Tomb Raider is out! Before I launch into what I thought of it, I suggest you read my latest Character Select, which is about the new Lara Croft. I have now written nine Character Select articles, two of which have been about Lara Croft. Make of that what you will. That article represents a fairly detached view of the new game, in which I look at the cultural and commercial reasons why Lara Croft was transformed from this:

 ...into this...

It's the same reason Casino Royale began with a macho James Bond setting out on his first mission as 007, just four years after Die Another Day showed him racing an invisible car across an iceberg whilst being pursued by a deadly ray of fire controlled by an immortal red-haired North Korean prince before para-surfing along a giant wave to go and rescue Halle Berry from a melting ice palace.

Lara had got to a point where she couldn't grow any more. She'd found (and destroyed) Altantis, explored the Norse underworld and even stolen a meteorite from inside an alien spacecraft. There really is nowhere you can go from there without becoming completely self-parodic, which many would argue she'd already done.

Consequently, she had to change, which is why Crystal Dynamics decided to reboot the series with an origin story. Like Casino Royale and Batman Begins (2005) it revamped a series that even its most avid followers admitted was growing tired, and on the whole it fulfilled all the hopes that I had for it when I wrote this piece on it last year, in which I said:

It might be great. It just might.

It might not be the game we grew up with, but it may forge its own identity and become a powerful, compelling story in its own right, maybe even with some decent gameplay.

For all I write about Tomb Raider, I don't think it should be reserved a permanent place at the high table of gaming just because it's got a great legacy. If it really has passed its sell-by date, lay it to rest, let something else take its place, give new designers a voice, but let's give it one last chance to prove itself.

I hope it can. 

The risks Crystal Dynamics took with the plot and the gameplay paid off. The game didn't quite feel like Tomb Raider to me (which I'll get to shortly), but it was a brilliant, unique game with a very human protagonist, and I'm currently working my way through it for the second time. It's also enjoyed huge commercial and critical success, which hopefully paves the way for many more character-driven, exploration-based video game stories.

Officially, I'm thrilled for it.

Unofficially, I'm still a fangirl and there are several things I was initially a bit unsure about, some of which eventually grew on me.
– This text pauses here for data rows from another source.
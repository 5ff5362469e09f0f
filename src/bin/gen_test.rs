//! Synthetic WhatsApp export generator for stress testing chatstat.
//!
//! Usage: cargo run --features gen-test --bin gen_test -- [messages] [output] [12h|24h] [start]
//! Example: cargo run --features gen-test --bin gen_test -- 100000 big_chat.txt 12h 2023-01-01

use std::env;
use std::fs::File;
use std::io::{BufWriter, Write};
use std::process;

use chrono::{Duration, NaiveDate, NaiveDateTime, Timelike};
use rand::Rng;
use rand::seq::SliceRandom;

use chatstat::{ChatstatError, Result};

const SENDERS: &[&str] = &[
    "Alice",
    "Bob",
    "Carol",
    "Иван",
    "村上",
    "محمد",
    "+44 7700 900123",
    "🔥Fire🔥",
];

const EMOJIS: &[&str] = &[
    "😀", "😂", "🤣", "😍", "🤔", "🙄", "🔥", "👍", "👍🏽", "❤️", "❤", "🎉", "🇫🇷", "🏳️‍🌈",
    "👨‍👩‍👧‍👦", "🤷‍♀️",
];

const WORDS: &[&str] = &[
    "pizza", "tonight", "meeting", "coffee", "weekend", "train", "late", "movie", "dinner",
    "holiday", "photo", "call", "tomorrow", "beach", "birthday", "the", "and", "is", "you",
];

const NOTIFICATIONS: &[&str] = &[
    "Alice added Bob",
    "Carol left",
    "Bob changed the subject from \"Old\" to \"New\"",
    "Alice changed this group's icon",
    "You were added",
];

enum Clock {
    TwelveHour,
    TwentyFourHour,
}

fn main() {
    if let Err(e) = run() {
        eprintln!("❌ Error: {e}");
        process::exit(1);
    }
}

fn run() -> Result<()> {
    let args: Vec<String> = env::args().collect();

    let count: usize = args.get(1).and_then(|s| s.parse().ok()).unwrap_or(100_000);
    let output = args.get(2).map_or("synthetic_chat.txt", String::as_str);
    let clock = match args.get(3).map_or("12h", String::as_str) {
        "24h" => Clock::TwentyFourHour,
        _ => Clock::TwelveHour,
    };
    let start = match args.get(4) {
        Some(s) => NaiveDate::parse_from_str(s, "%Y-%m-%d")
            .map_err(|_| ChatstatError::invalid_date(s.as_str()))?,
        None => NaiveDate::from_ymd_opt(2023, 1, 1).unwrap_or_default(),
    };

    println!("🧪 Export generator");
    println!("━━━━━━━━━━━━━━━━━━━━━━━━━━━━━━━━━━");
    println!("   Messages: {count}");
    println!("   Output:   {output}");
    println!("   Start:    {start}");
    println!();

    let file = File::create(output)?;
    let mut writer = BufWriter::with_capacity(1024 * 1024, file);
    let mut rng = rand::thread_rng();
    let started = std::time::Instant::now();
    let mut bytes_written = 0usize;

    let mut now = start.and_hms_opt(8, 0, 0).unwrap_or_default();
    for i in 0..count {
        // Timestamps only move forward
        now += Duration::minutes(rng.gen_range(0..=180));

        let header = format_stamp(now, &clock);
        let line = if i % 50 == 0 {
            format!("{header} - {}\n", NOTIFICATIONS.choose(&mut rng).unwrap_or(&""))
        } else {
            let sender = SENDERS.choose(&mut rng).unwrap_or(&"Alice");
            format!("{header} - {sender}: {}\n", generate_body(&mut rng, i))
        };

        bytes_written += line.len();
        writer.write_all(line.as_bytes())?;

        if (i + 1) % 10_000 == 0 {
            eprint!("\r   Generated {}/{count}", i + 1);
        }
    }
    writer.flush()?;

    #[allow(clippy::cast_precision_loss)]
    let mb = bytes_written as f64 / 1_000_000.0;
    println!("\n\n✅ Done!");
    println!("   Size: {mb:.2} MB");
    println!("   Time: {:.2}s", started.elapsed().as_secs_f64());
    Ok(())
}

fn format_stamp(ts: NaiveDateTime, clock: &Clock) -> String {
    let date = ts.format("%d/%m/%y");
    match clock {
        Clock::TwentyFourHour => format!("{date}, {}", ts.format("%H:%M")),
        Clock::TwelveHour => {
            let (pm, hour) = ts.hour12();
            let suffix = if pm { "pm" } else { "am" };
            format!("{date}, {hour}:{:02}\u{202F}{suffix}", ts.minute())
        }
    }
}

fn generate_body(rng: &mut impl Rng, index: usize) -> String {
    match index % 20 {
        0..=7 => sentence(rng, 3..12),
        8 => format!("{}\n{}\n{}", sentence(rng, 2..6), sentence(rng, 2..6), sentence(rng, 1..4)),
        9 | 10 => {
            let emojis: Vec<&str> = (0..rng.gen_range(1..6))
                .filter_map(|_| EMOJIS.choose(rng).copied())
                .collect();
            format!("{} {}", sentence(rng, 1..5), emojis.join(""))
        }
        11 => EMOJIS.choose(rng).copied().unwrap_or("😂").to_string(),
        12 => format!("look https://example.com/item/{index} {}", sentence(rng, 1..4)),
        13 | 14 => "<Media omitted>".to_string(),
        15 => "This message was deleted".to_string(),
        16 => format!("Ratio: 3:1 {}", sentence(rng, 1..3)),
        17 => format!("Кириллица: Привет мир {}", sentence(rng, 1..3)),
        18 => "\u{200E}".to_string() + &sentence(rng, 2..5),
        _ => sentence(rng, 1..20),
    }
}

fn sentence(rng: &mut impl Rng, len: std::ops::Range<usize>) -> String {
    let n = rng.gen_range(len);
    (0..n)
        .filter_map(|_| WORDS.choose(rng).copied())
        .collect::<Vec<_>>()
        .join(" ")
}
Most of those things are down to personal preference rather than any fault with the game itself, but after spending the last couple of weeks wearing a journalist hat (an Anthony Eden as modelled by Don Draper), it's a relief to take it off and wear a fangirl hat (modelled here by someone I saw in the Goldsmiths library once).

The biggest of these is swimming, one of my favourite things to do both in Tomb Raider and in real life. Tomb Raider has always been about the full use of three dimensional spaces, and swimming has always been an extension of that. Many Tomb Raider games feature huge three-dimensional puzzles which you solve by changing the level of the water in a room, and swimming in the pool in Lara's house is one of the first things new Raiders ever do.

There are few games which use water to add interest to platforming in this way. Come to think of it, there aren't that many games that actually have swimming in them full stop. A lot of characters simply die or climb out when you drop them in the water while others, like Nathan Drake, just paddle around on the surface. Off the top of my head I can only think of Lara and, erm, Spyro the Dragon, who could really swim in three dimensions. I really missed swimming this game and I hope it only got left out because there wasn't the time and budget to do it properly and that it makes its way into the sequel.

It also took me a while to get used to Lara Croft's actress, Camilla Luddington. This is partly her accent; Luddington was raised in both the US and the UK and thus has a slight mid-Atlantic twang. At first I found this irritating because it seemed like Crystal Dynamics, being as American as most of the people who made Mary Poppins, hired Luddington purely on the basis that having already played Kate Middleton (yes, really) she was the very epitome of Britishness, even though to my ears she couldn't have sounded less so.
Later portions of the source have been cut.